Потом уже и от Марьяны, и от Никиты я узнал, что происходило внутри кибитки. Сначала они тоже были не в состоянии что-либо понять, просто видели, как горизонт вдруг бессмысленно закачался вправо-влево, влево-вправо. Когда первый раз возок крутануло на постромках, поставило на голову и тут же назад, на полозья, Марьяна, вскрикнув: «Ой, Никита!» – упала в обморок. Никита же мгновенно понял, что будет дальше. Теперь должна была появиться кровь. И это был бы конец.

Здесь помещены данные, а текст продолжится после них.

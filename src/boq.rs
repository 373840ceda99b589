//! Expands a cut-bill BOQ export into a human readable report.
//!
//! Each BOQ line is a colon-delimited record whose first field is a tag.
//! `KAP` records (one per cut member) have fixed field positions and are
//! expanded; everything else is echoed as-is.

use std::fmt::Write as _;
use std::fs;
use std::path::Path;

use log::info;

use crate::error::{Result, WorkbenchError};

pub const DEFAULT_BOQ_FILE: &str = "CUTBILL.BOQ";
pub const DEFAULT_OUT_FILE: &str = "CUTBILL.XBOQ.TXT";

const MEMBER_MARK: usize = 29;
const CHAMFER_COUNT: usize = 31;
const FIRST_CHAMFER: usize = 32;
const CHAMFER_FIELDS: usize = 6;
const TRUSS_MARKS: usize = 56;
const PIECES_RIGHT: usize = 58;
const UPPER_SIDE: usize = 59;
const TREATMENT: usize = 60;
const OFFSET_8_1: usize = 62;

#[derive(Debug, Clone, Copy, PartialEq, Eq)]
enum RecordKind {
    Verbatim,
    Kap,
}

impl RecordKind {
    fn from_tag(tag: &str) -> Self {
        match tag {
            "KAP" => RecordKind::Kap,
            // VERSION, PRO_SIGN, PRO_ID and anything unrecognised
            _ => RecordKind::Verbatim,
        }
    }
}

/// Latin-1 maps each byte straight to the code point of the same value.
fn decode_latin1(bytes: &[u8]) -> String {
    bytes.iter().map(|&b| char::from(b)).collect()
}

fn field<'a>(parts: &[&'a str], index: usize, line_number: usize) -> Result<&'a str> {
    parts.get(index).copied().ok_or_else(|| WorkbenchError::Boq {
        line_number,
        reason: format!("KAP record has {} fields, expected field {index}", parts.len()),
    })
}

fn upper_side_hint(upper_side: &str) -> &'static str {
    match upper_side {
        "1" => "(4-5)",
        "2" => "(8-1)",
        _ => "(n/a)",
    }
}

fn expand_kap(parts: &[&str], line_number: usize, out: &mut String) -> Result<()> {
    let f = |index: usize| field(parts, index, line_number);

    let _ = writeln!(out, "\nKAP for {}:{}", f(TRUSS_MARKS)?, f(MEMBER_MARK)?);
    let _ = writeln!(
        out,
        "  CutID: {} | Joints: {} -> {} | Series: {} | Grade: {} | Size: {}x{}",
        f(1)?,
        f(2)?,
        f(3)?,
        f(4)?,
        f(5)?,
        f(6)?,
        f(7)?
    );
    let _ = writeln!(
        out,
        "  Total length: {} | Centre length: {} | Area: {}",
        f(8)?,
        f(9)?,
        f(10)?
    );
    for (title, first) in [("1-4", 11), ("5-8", 19)] {
        let mut points = String::new();
        for i in 0..4 {
            let _ = write!(points, "({}, {}) ", f(first + i * 2)?, f(first + i * 2 + 1)?);
        }
        let _ = writeln!(out, "  Points {title}: {points}");
    }
    let _ = writeln!(
        out,
        "  Name: {} | Pieces: {} | Mark: {} | Gross length: {}",
        f(27)?,
        f(28)?,
        f(MEMBER_MARK)?,
        f(30)?
    );

    let count_text = f(CHAMFER_COUNT)?;
    let _ = writeln!(out, "  No of Chamfers: {count_text}");
    let chamfers: usize = count_text.parse().map_err(|_| WorkbenchError::Boq {
        line_number,
        reason: format!("chamfer count '{count_text}' is not a number"),
    })?;
    if chamfers > (TRUSS_MARKS - FIRST_CHAMFER) / CHAMFER_FIELDS {
        return Err(WorkbenchError::Boq {
            line_number,
            reason: format!("{chamfers} chamfers overrun the truss mark fields"),
        });
    }

    for k in 0..chamfers {
        let start = FIRST_CHAMFER + k * CHAMFER_FIELDS;
        let _ = writeln!(
            out,
            "    [Chamfer {}] From->To: {} -> {} | Front angle: {} | Back angle: {} | Dim active: {} | Dim from centre: {}",
            k + 1,
            f(start)?,
            f(start + 1)?,
            f(start + 2)?,
            f(start + 3)?,
            f(start + 4)?,
            f(start + 5)?
        );
    }

    let _ = writeln!(
        out,
        "  Trussmarks: {} | Pieces L: {} | Pieces R: {}",
        f(TRUSS_MARKS)?,
        f(TRUSS_MARKS + 1)?,
        f(PIECES_RIGHT)?
    );

    if parts.len() <= TREATMENT {
        return Ok(());
    }
    let upper_side = f(UPPER_SIDE)?;
    let _ = writeln!(
        out,
        "  Upper side: {upper_side} {} | Treatment: {}",
        upper_side_hint(upper_side),
        f(TREATMENT)?
    );

    if parts.len() <= OFFSET_8_1 {
        return Ok(());
    }
    let _ = writeln!(
        out,
        "  Reduce height => Offset 4-5: {} | Offset 8-1: {}",
        f(OFFSET_8_1 - 1)?,
        f(OFFSET_8_1)?
    );

    Ok(())
}

/// Expands BOQ text; line numbers in errors count from 1.
pub fn expand(input: &str) -> Result<String> {
    let mut out = String::new();

    for (i, line) in input.lines().enumerate() {
        let parts: Vec<&str> = line.split(':').map(str::trim).collect();
        match RecordKind::from_tag(parts[0]) {
            RecordKind::Kap => expand_kap(&parts, i + 1, &mut out)?,
            RecordKind::Verbatim => {
                out.push_str(&parts.join(":"));
                out.push('\n');
            }
        }
    }

    Ok(out)
}

pub fn expand_file(boq_file: &Path, out_file: &Path) -> Result<()> {
    info!(
        "Using {} to create expanded file {}",
        boq_file.display(),
        out_file.display()
    );

    let bytes = fs::read(boq_file)?;
    let expanded = expand(&decode_latin1(&bytes))?;
    fs::write(out_file, expanded)?;

    Ok(())
}

#[cfg(test)]
mod tests {
    use super::*;

    fn kap_record(chamfers: usize, extra: &[&str]) -> String {
        let mut fields: Vec<String> = vec!["KAP".to_string()];
        fields.extend((1..CHAMFER_COUNT).map(|i| format!("f{i}")));
        fields.push(chamfers.to_string());
        for k in 0..4 {
            for j in 0..CHAMFER_FIELDS {
                fields.push(format!("c{}_{j}", k + 1));
            }
        }
        fields.extend(["T1".to_string(), "2".to_string(), "3".to_string()]);
        fields.extend(extra.iter().map(|s| (*s).to_string()));
        fields.join(" : ")
    }

    #[test]
    fn test_chamfer_lines_match_count_in_order() {
        let expanded = expand(&kap_record(3, &[])).unwrap();

        let chamfers: Vec<&str> = expanded
            .lines()
            .filter(|l| l.contains("[Chamfer"))
            .collect();
        assert_eq!(chamfers.len(), 3);
        for (k, line) in chamfers.iter().enumerate() {
            assert!(line.contains(&format!("[Chamfer {}] From->To: c{}_0", k + 1, k + 1)));
        }
    }

    #[test]
    fn test_kap_header_uses_truss_and_member_marks() {
        let expanded = expand(&kap_record(0, &[])).unwrap();

        assert!(expanded.starts_with("\nKAP for T1:f29\n"));
        assert!(expanded.contains("  Trussmarks: T1 | Pieces L: 2 | Pieces R: 3\n"));
        assert!(!expanded.contains("Upper side"));
    }

    #[test]
    fn test_kap_optional_tail_fields() {
        let expanded = expand(&kap_record(1, &["2", "Green", "10", "20"])).unwrap();

        assert!(expanded.contains("  Upper side: 2 (8-1) | Treatment: Green\n"));
        assert!(expanded.contains("  Reduce height => Offset 4-5: 10 | Offset 8-1: 20\n"));
    }

    #[test]
    fn test_other_records_are_verbatim() {
        let expanded = expand("VERSION : 3.1\nPRO_ID:42\n\nFOO: bar :baz").unwrap();

        assert_eq!(expanded, "VERSION:3.1\nPRO_ID:42\n\nFOO:bar:baz\n");
    }

    #[test]
    fn test_truncated_kap_reports_line_number() {
        let err = expand("VERSION:1\nKAP:1:2:3").unwrap_err();

        assert!(matches!(err, WorkbenchError::Boq { line_number: 2, .. }));
    }

    #[test]
    fn test_bad_chamfer_count() {
        let record = kap_record(0, &[]).replacen(" : 0 : ", " : many : ", 1);
        let err = expand(&record).unwrap_err();

        assert!(err.to_string().contains("many"));
    }

    #[test]
    fn test_chamfer_count_past_truss_marks_is_an_error() {
        for count in [5, 3_074_457_345_618_258_603] {
            let err = expand(&kap_record(count, &[])).unwrap_err();

            assert!(matches!(err, WorkbenchError::Boq { line_number: 1, .. }));
            assert!(err.to_string().contains("overrun"));
        }
    }

    #[test]
    fn test_expand_file_decodes_latin1() {
        let dir = tempfile::tempdir().unwrap();
        let input = dir.path().join("CUTBILL.BOQ");
        let output = dir.path().join("out.txt");
        fs::write(&input, b"PRO_SIGN:Gr\xfcn\n").unwrap();

        expand_file(&input, &output).unwrap();

        assert_eq!(fs::read_to_string(&output).unwrap(), "PRO_SIGN:Grün\n");
    }
}
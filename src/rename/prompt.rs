use std::io::{self, Write};

use crossterm::{
    cursor::{MoveLeft, MoveToColumn, MoveUp},
    event::{self, Event, KeyCode, KeyEvent, KeyEventKind, KeyModifiers},
    execute,
    style::Print,
    terminal::{self, Clear, ClearType},
};

use super::completion::{Completer, InputState, Key};
use crate::error::Result;

const PROMPT: &str = "Filename >";

/// Leaves raw mode however the prompt exits.
struct RawMode;

impl RawMode {
    fn enable() -> Result<Self> {
        terminal::enable_raw_mode()?;
        Ok(Self)
    }
}

impl Drop for RawMode {
    fn drop(&mut self) {
        let _ = terminal::disable_raw_mode();
    }
}

enum Input {
    Key(Key),
    Cancel,
    Ignore,
}

fn translate(event: KeyEvent) -> Input {
    if event.kind != KeyEventKind::Press {
        return Input::Ignore;
    }
    match event.code {
        KeyCode::Char('c') if event.modifiers.contains(KeyModifiers::CONTROL) => Input::Cancel,
        KeyCode::Esc => Input::Cancel,
        KeyCode::Enter => Input::Key(Key::Enter),
        KeyCode::Tab | KeyCode::Char(' ') => Input::Key(Key::Accept),
        KeyCode::Backspace => Input::Key(Key::Backspace),
        KeyCode::Char(c) => Input::Key(Key::Char(c)),
        _ => Input::Ignore,
    }
}

/// Redraws the proposal line and the prompt line below it.
fn draw(out: &mut impl Write, state: &InputState) -> io::Result<()> {
    execute!(
        out,
        MoveUp(1),
        MoveToColumn(0),
        Clear(ClearType::CurrentLine),
        Print(state.proposal()),
        Print("\r\n"),
        Clear(ClearType::CurrentLine),
        Print(format!("{PROMPT} {}", state.preview())),
    )?;
    let offset = state.cursor_offset();
    if offset > 0 {
        execute!(out, MoveLeft(u16::try_from(offset).unwrap_or(u16::MAX)))?;
    }
    Ok(())
}

/// Reads keys until Enter. `None` when the user cancels with Esc or Ctrl-C.
pub fn read_name(completer: &Completer) -> Result<Option<String>> {
    let mut out = io::stdout();
    let mut state = InputState::default();

    println!();
    println!();
    let _raw = RawMode::enable()?;
    draw(&mut out, &state)?;

    loop {
        let Event::Key(key_event) = event::read()? else {
            continue;
        };
        match translate(key_event) {
            Input::Key(key) => {
                let done = state.handle(key, completer);
                draw(&mut out, &state)?;
                if done {
                    execute!(out, Print("\r\n"))?;
                    return Ok(Some(state.accepted));
                }
            }
            Input::Cancel => {
                execute!(out, Print("\r\n"))?;
                return Ok(None);
            }
            Input::Ignore => {}
        }
    }
}

#[cfg(test)]
mod tests {
    use super::*;

    fn press(code: KeyCode, modifiers: KeyModifiers) -> KeyEvent {
        KeyEvent::new(code, modifiers)
    }

    #[test]
    fn test_translate_keys() {
        assert!(matches!(
            translate(press(KeyCode::Char(' '), KeyModifiers::NONE)),
            Input::Key(Key::Accept)
        ));
        assert!(matches!(
            translate(press(KeyCode::Char('-'), KeyModifiers::NONE)),
            Input::Key(Key::Char('-'))
        ));
        assert!(matches!(
            translate(press(KeyCode::Char('c'), KeyModifiers::CONTROL)),
            Input::Cancel
        ));
        assert!(matches!(
            translate(press(KeyCode::Left, KeyModifiers::NONE)),
            Input::Ignore
        ));
    }

    #[test]
    fn test_draw_shows_proposal_and_preview() {
        let completer = Completer::from_folder_name("Show.Guest");
        let mut state = InputState::default();
        state.handle(Key::Char('g'), &completer);

        let mut out = Vec::new();
        draw(&mut out, &state).unwrap();
        let text = String::from_utf8_lossy(&out);

        assert!(text.contains("[g => Guest]"));
        assert!(text.contains("Filename > Guest"));
    }
}
use anyhow::{anyhow, bail, Result};
use clap::{Parser, Subcommand};
use log::{error, info};
use std::fmt::Display;
use std::path::{Path, PathBuf};
use std::str::FromStr;

use crate::archive::{self, ArchiveOptions, SevenZip, DEFAULT_SEVEN_ZIP};
use crate::auth::Credentials;
use crate::ticket::{self, TicketClient};
use crate::{boq, exceptions, ledger, perf, prune, rename, tmx, vr};

/// Argument value that stands for "use the default", as the scripts accepted.
const DEFAULT_MARKER: &str = "-";

const ARCHIVE_DIR_ENV: &str = "WORKBENCH_ARCHIVE_DIR";

#[derive(Parser)]
#[command(name = "workbench")]
#[command(
    author,
    version,
    about = "Test-run reporting, file conversion and housekeeping tools",
    long_about = None
)]
pub struct Cli {
    #[command(subcommand)]
    command: Commands,
}

#[derive(Subcommand)]
enum Commands {
    /// Gather performance results from a test-run folder
    Perf {
        /// Test-run folder holding one sub-folder per test
        path: Option<String>,

        /// Suite label (defaults to the folder name)
        #[arg(short, long)]
        label: Option<String>,

        /// Build revision, overriding the one in the folder name
        #[arg(short, long)]
        revision: Option<u64>,

        /// Build version, overriding the one in the folder name
        #[arg(long = "version-string")]
        version_string: Option<String>,
    },

    /// Fill in missing build information in older JSON reports
    PerfConvert {
        source: Option<String>,
        target: Option<String>,
    },

    /// Expand a cut-bill BOQ file into readable text
    Boq {
        boq_file: Option<String>,
        out_file: Option<String>,
    },

    /// Convert a bank statement CSV into a ledger journal
    Ledger {
        csv: Option<String>,
        substitutions: Option<String>,
        out: Option<String>,
    },

    /// Build a TMX translation memory from resx resources
    Resx2tmx {
        language: Option<String>,
        resource_folder: Option<String>,
        out: Option<String>,
    },

    /// Archive old test-run folders and delete the originals
    Archive {
        source: Option<String>,

        #[arg(env = ARCHIVE_DIR_ENV)]
        dest: Option<String>,

        /// Minimum age in days before a folder is archived
        min_days: Option<String>,

        /// Maximum folders to archive in one run (0 for no limit)
        max_folders: Option<String>,

        /// Gather perf results first for folders without results.json
        #[arg(short, long, default_value_t = false)]
        gather: bool,

        /// 7-Zip executable
        #[arg(long, env = "WORKBENCH_7Z", default_value = DEFAULT_SEVEN_ZIP)]
        archiver: PathBuf,
    },

    /// Delete old files from a folder, except those marked "keep"
    Prune {
        path: PathBuf,

        /// Minimum age in days before a file is deleted
        min_days: Option<String>,
    },

    /// Copy the video in a download folder under a name typed with completion
    Rename {
        /// Folder holding exactly one video
        path: PathBuf,

        #[arg(default_value = rename::DEFAULT_EXTENSION)]
        extension: String,
    },

    /// DeoVR library tools
    Vr {
        #[command(subcommand)]
        command: VrCommands,
    },

    /// Print the status of Trac tickets
    Ticket {
        /// Ticket numbers
        #[arg(required = true)]
        ids: Vec<String>,

        /// JSON-RPC endpoint
        #[arg(short, long, env = "TICKET_RPC_URL")]
        url: String,

        #[arg(long, env = "TICKET_USER")]
        user: Option<String>,

        #[arg(long, env = "TICKET_PASSWORD", hide_env_values = true)]
        password: Option<String>,
    },

    /// Compare two exception report exports
    ExceptionDiff {
        previous: PathBuf,
        current: PathBuf,
        out: PathBuf,
    },
}

#[derive(Subcommand)]
enum VrCommands {
    /// Write the DeoVR catalog and per-video files
    Index {
        /// Library root
        #[arg(env = "DEOVR_ROOT")]
        root: Option<PathBuf>,

        /// URL the library root is served from
        #[arg(short, long, env = "DEOVR_BASE_URL", default_value = vr::DEFAULT_BASE_URL)]
        base_url: String,
    },

    /// Write a starter .desc file next to a video
    Template { video: PathBuf },
}

fn path_or_default(arg: Option<&str>, default: &str) -> PathBuf {
    PathBuf::from(value_or_default(arg, default))
}

fn value_or_default<'a>(arg: Option<&'a str>, default: &'a str) -> &'a str {
    match arg {
        Some(value) if value != DEFAULT_MARKER => value,
        _ => default,
    }
}

fn number_or_default<T>(arg: Option<&str>, default: T) -> Result<T>
where
    T: FromStr,
    T::Err: Display,
{
    match arg {
        Some(value) if value != DEFAULT_MARKER => value
            .parse()
            .map_err(|e| anyhow!("invalid number '{value}': {e}")),
        _ => Ok(default),
    }
}

/// `-` falls back to the environment before the built-in default.
fn archive_dest(arg: Option<&str>) -> PathBuf {
    match arg {
        Some(value) if value != DEFAULT_MARKER => PathBuf::from(value),
        _ => {
            let from_env = std::env::var(ARCHIVE_DIR_ENV).ok();
            path_or_default(from_env.as_deref(), archive::DEFAULT_ARCHIVE_DIR)
        }
    }
}

/// The scripts reported a missing input and stopped without failing.
fn input_exists(path: &Path) -> bool {
    let exists = path.exists();
    if !exists {
        error!("File '{}' does not exist.", path.display());
    }
    exists
}

impl Cli {
    pub async fn execute(&self) -> Result<()> {
        match &self.command {
            Commands::Perf {
                path,
                label,
                revision,
                version_string,
            } => {
                let base_path = path_or_default(path.as_deref(), ".");
                if !input_exists(&base_path) {
                    return Ok(());
                }
                let options = perf::GatherOptions {
                    label: label.clone(),
                    revision: *revision,
                    version: version_string.clone(),
                };
                let output = perf::gather(&base_path, &options)?;
                for file in &output.files {
                    info!("Written: {}", file.display());
                }
            }

            Commands::PerfConvert { source, target } => {
                let source = path_or_default(source.as_deref(), perf::DEFAULT_SOURCE_DIR);
                let target = path_or_default(target.as_deref(), perf::DEFAULT_TARGET_DIR);
                if input_exists(&source) {
                    perf::convert_directory(&source, &target)?;
                }
            }

            Commands::Boq { boq_file, out_file } => {
                let boq_file = path_or_default(boq_file.as_deref(), boq::DEFAULT_BOQ_FILE);
                let out_file = path_or_default(out_file.as_deref(), boq::DEFAULT_OUT_FILE);
                if input_exists(&boq_file) {
                    boq::expand_file(&boq_file, &out_file)?;
                }
            }

            Commands::Ledger {
                csv,
                substitutions,
                out,
            } => {
                let csv = path_or_default(csv.as_deref(), ledger::DEFAULT_CSV_FILE);
                let substitutions = path_or_default(
                    substitutions.as_deref(),
                    ledger::DEFAULT_SUBSTITUTIONS_FILE,
                );
                let out = path_or_default(out.as_deref(), ledger::DEFAULT_LEDGER_FILE);
                if input_exists(&csv) {
                    ledger::convert_file(&csv, &substitutions, &out)?;
                }
            }

            Commands::Resx2tmx {
                language,
                resource_folder,
                out,
            } => {
                let language = value_or_default(language.as_deref(), tmx::DEFAULT_LANGUAGE);
                let folder =
                    path_or_default(resource_folder.as_deref(), tmx::DEFAULT_RESOURCE_FOLDER);
                let out = path_or_default(out.as_deref(), tmx::DEFAULT_OUTPUT_FILE);
                tmx::convert(language, &folder, &out)?;
            }

            Commands::Archive {
                source,
                dest,
                min_days,
                max_folders,
                gather,
                archiver,
            } => {
                let source = path_or_default(source.as_deref(), ".");
                let dest = archive_dest(dest.as_deref());
                let options = ArchiveOptions {
                    min_days: number_or_default(min_days.as_deref(), archive::DEFAULT_MIN_DAYS)?,
                    max_folders: number_or_default(
                        max_folders.as_deref(),
                        archive::DEFAULT_MAX_FOLDERS,
                    )?,
                    gather: *gather,
                };
                archive::archive_old_runs(&source, &dest, &options, &SevenZip::new(archiver))?;
            }

            Commands::Prune { path, min_days } => {
                let min_days = number_or_default(min_days.as_deref(), prune::DEFAULT_MIN_DAYS)?;
                let deleted = prune::prune_old_files(path, min_days)?;
                info!("Deleted {} files", deleted.len());
            }

            Commands::Rename { path, extension } => {
                if let Some(copied) = rename::run(path, extension)? {
                    info!("Copied to {copied}");
                }
            }

            Commands::Vr { command } => match command {
                VrCommands::Index { root, base_url } => {
                    let root = root.clone().unwrap_or_else(|| PathBuf::from("."));
                    vr::index_library(&root, base_url)?;
                }
                VrCommands::Template { video } => {
                    vr::write_template(video)?;
                }
            },

            Commands::Ticket {
                ids,
                url,
                user,
                password,
            } => {
                let credentials = user.as_ref().map(|user| {
                    Credentials::new(user.as_str(), password.clone().unwrap_or_default())
                });
                let client = TicketClient::new(url, credentials)?;

                let failures = ticket::print_statuses(&client, ids).await;
                if failures > 0 {
                    bail!("{failures} of {} ticket lookups failed", ids.len());
                }
            }

            Commands::ExceptionDiff {
                previous,
                current,
                out,
            } => {
                let totals = exceptions::diff_files(previous, current, out)?;
                println!("Prev total count: {}", totals.previous);
                println!("Curr total count: {}", totals.current);
                println!("Changed total count: {}", totals.changed);
            }
        }

        Ok(())
    }
}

Секунда, другая, третья – кровь все не появлялась. То, что ее не было, вывело Никиту из недолгого оцепенения: он исхитрился уцепиться за дышло, каким-то чудом докарабкался до лошадиных морд и за три-четыре метра до рощи, повиснув на лошадиных мордах, остановил катастрофу – спас себя, Марьяну, всех нас…
Володю Чухнова со съемки мы привезли ко мне домой, он снял рубашку – вся спина была сплошной подушкой синяка. Жизнь ему спасли лужи, он попросту провалился в слякоть: если бы земля была твердой, его распороло бы полозьями проехавшего сверху возка…
…Где-то в середине съемок Никита подошел ко мне и с абсолютной серьезностью сообщил:
– Меня призывают! Если хотите закончить картину, немедленно что-нибудь предпринимайте…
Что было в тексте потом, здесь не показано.